(Provided information begins)

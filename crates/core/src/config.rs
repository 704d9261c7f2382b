use std::env;
use std::fs;
use std::path::{Path, PathBuf};

use secrecy::{ExposeSecret, SecretString};
use serde::{Deserialize, Serialize};
use thiserror::Error;

#[derive(Clone, Debug)]
pub struct AppConfig {
    pub database: DatabaseConfig,
    pub llm: LlmConfig,
    pub auth: AuthConfig,
    pub server: ServerConfig,
    pub retention: RetentionConfig,
    pub logging: LoggingConfig,
}

#[derive(Clone, Debug)]
pub struct DatabaseConfig {
    pub url: String,
    pub max_connections: u32,
    pub timeout_secs: u64,
}

#[derive(Clone, Debug)]
pub struct LlmConfig {
    pub provider: LlmProvider,
    pub api_key: Option<SecretString>,
    pub base_url: String,
    pub model: String,
    pub timeout_secs: u64,
}

#[derive(Clone, Debug)]
pub struct AuthConfig {
    pub jwt_secret: SecretString,
    pub jwt_algorithm: String,
    pub jwt_expiration_hours: i64,
}

#[derive(Clone, Debug)]
pub struct ServerConfig {
    pub bind_address: String,
    pub port: u16,
    pub allowed_origins: Vec<String>,
    pub graceful_shutdown_secs: u64,
}

#[derive(Clone, Debug)]
pub struct RetentionConfig {
    pub partner_search_days: i64,
    pub session_days: i64,
}

#[derive(Clone, Debug)]
pub struct LoggingConfig {
    pub level: String,
    pub format: LogFormat,
}

#[derive(Clone, Copy, Debug, PartialEq, Eq, Serialize, Deserialize)]
#[serde(rename_all = "snake_case")]
pub enum LlmProvider {
    OpenAi,
    Ollama,
}

#[derive(Clone, Copy, Debug, PartialEq, Eq, Serialize, Deserialize)]
#[serde(rename_all = "snake_case")]
pub enum LogFormat {
    Compact,
    Pretty,
    Json,
}

#[derive(Clone, Debug, Default)]
pub struct ConfigOverrides {
    pub database_url: Option<String>,
    pub log_level: Option<String>,
    pub llm_provider: Option<LlmProvider>,
    pub llm_model: Option<String>,
    pub llm_api_key: Option<String>,
    pub llm_base_url: Option<String>,
    pub jwt_secret: Option<String>,
    pub server_port: Option<u16>,
}
const HELP: &str = "\
Open Horizon helps an NGO prepare Erasmus+ applications.

  Brainstorm   turn a rough idea into scored project concepts
  Partners     rank partner organizations by focus, country and expertise
  Application  draft a section and check it against evaluator criteria
  Chat         ask the brainstorming, planning or application assistant

Focus areas: Digital Transformation, Green Transition, Inclusion and Diversity,
Participation, European Values, Innovation.

Start with brainstorming, then find partners, then write section by section.";

pub const SECTIONS: [&str; 6] = [
    "Project Description",
    "Methodology",
    "Impact",
    "Project Management",
    "Dissemination",
    "Budget Justification",
];

const CHAT_EXIT_WORDS: [&str; 3] = ["quit", "exit", "q"];

#[derive(Clone, Copy, Debug, PartialEq, Eq)]
pub enum MenuChoice {
    Brainstorm,
    Partners,
    Application,
    Chat,
    Help,
    Exit,
}

impl MenuChoice {
    pub fn parse(input: &str) -> Option<Self> {
        match input.trim().to_ascii_lowercase().as_str() {
            "1" | "brainstorm" => Some(Self::Brainstorm),
            "2" | "partners" => Some(Self::Partners),
            "3" | "application" => Some(Self::Application),
            "4" | "chat" => Some(Self::Chat),
            "5" | "help" => Some(Self::Help),
            "6" | "exit" | "quit" | "q" => Some(Self::Exit),
            _ => None,
        }
    }
}

/// Opens the database and the LLM client from config, then runs the menu on
/// stdin/stdout until the user exits or input ends.
pub fn run(user_id: &str) -> CommandResult {
    let config = match load_config("menu") {
        Ok(config) => config,
        Err(result) => return result,
    };

    let result = block_on("menu", async {
        let pool = open_database(&config).await?;
        let outcome = async {
            let runtime = AgentRuntime::from_config(&config.llm, Repositories::sql(pool.clone()))
                .map_err(|error| ("runtime_init", error.to_string(), 3u8))?;
            let stdin = io::stdin();
            let mut session = MenuSession::new(&runtime, user_id, stdin.lock(), io::stdout());
            let finished = session.run().await;
            finished.map_err(|error| ("terminal_io", error.to_string(), 7u8))
        }
        .await;
        pool.close().await;
        outcome
    });

    finish("menu", result, |()| "menu session ended".to_string())
}

pub struct MenuSession<'a, R, W> {
    runtime: &'a AgentRuntime,
    context: ToolContext,
    input: R,
    output: W,
}
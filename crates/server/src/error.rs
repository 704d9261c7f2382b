use axum::http::StatusCode;
use axum::response::{IntoResponse, Response};
use axum::Json;
use serde::Serialize;

use horizon_core::errors::{ApplicationError, ErrorCode, FieldError};
use horizon_db::RepositoryError;

use crate::auth::AuthError;

/// Errors a handler can return. Tool failures are not among them: tools
/// answer with a `success = false` body and a 200 status.
#[derive(Debug, thiserror::Error)]
pub enum AppError {
    #[error("request validation failed")]
    Validation(Vec<FieldError>),
    #[error(transparent)]
    Auth(#[from] AuthError),
    #[error(transparent)]
    Application(#[from] ApplicationError),
    #[error(transparent)]
    Repository(#[from] RepositoryError),
}

pub type AppResult<T> = Result<T, AppError>;

#[derive(Debug, Serialize)]
struct ErrorBody {
    error: String,
    code: ErrorCode,
    #[serde(skip_serializing_if = "Vec::is_empty")]
    details: Vec<FieldError>,
}

impl AppError {
    fn parts(&self) -> (StatusCode, ErrorCode, String, Vec<FieldError>) {
        match self {
            Self::Validation(fields) => (
                StatusCode::UNPROCESSABLE_ENTITY,
                ErrorCode::ValidationError,
                self.to_string(),
                fields.clone(),
            ),
            Self::Auth(error) => {
                (StatusCode::UNAUTHORIZED, ErrorCode::AuthError, error.to_string(), Vec::new())
            }
            Self::Application(ApplicationError::Validation(fields)) => (
                StatusCode::UNPROCESSABLE_ENTITY,
                ErrorCode::ValidationError,
                "request validation failed".to_string(),
                fields.clone(),
            ),
            Self::Application(error @ ApplicationError::Domain(_)) => (
                StatusCode::UNPROCESSABLE_ENTITY,
                ErrorCode::ValidationError,
                error.to_string(),
                Vec::new(),
            ),
            Self::Application(error @ ApplicationError::NotFound { .. }) => {
                (StatusCode::NOT_FOUND, ErrorCode::NotFound, error.to_string(), Vec::new())
            }
            Self::Application(error @ ApplicationError::Integration(_)) => {
                (StatusCode::BAD_GATEWAY, ErrorCode::ApiFailure, error.to_string(), Vec::new())
            }
            Self::Application(error @ ApplicationError::Network(_)) => {
                (StatusCode::GATEWAY_TIMEOUT, ErrorCode::NetworkError, error.to_string(), Vec::new())
            }
            Self::Application(error) => {
                tracing::error!(event_name = "server.request.internal_error", error = %error, "internal error");
                internal()
            }
            Self::Repository(error) => {
                tracing::error!(event_name = "server.request.database_error", error = %error, "database error");
                internal()
            }
        }
    }
}

fn internal() -> (StatusCode, ErrorCode, String, Vec<FieldError>) {
    (
        StatusCode::INTERNAL_SERVER_ERROR,
        ErrorCode::InternalError,
        "an internal error occurred".to_string(),
        Vec::new(),
    )
}

impl IntoResponse for AppError {
    fn into_response(self) -> Response {
        let (status, code, error, details) = self.parts();
        (status, Json(ErrorBody { error, code, details })).into_response()
    }
}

(Provided information ends)

- [What you will do]: Identify each line in the records above containing the word "MenuSession"; copy those lines.

- [Answer box]:
            let mut session = MenuSession::new(&runtime, user_id, stdin.lock(), io::stdout());
pub struct MenuSession<'a, R, W> {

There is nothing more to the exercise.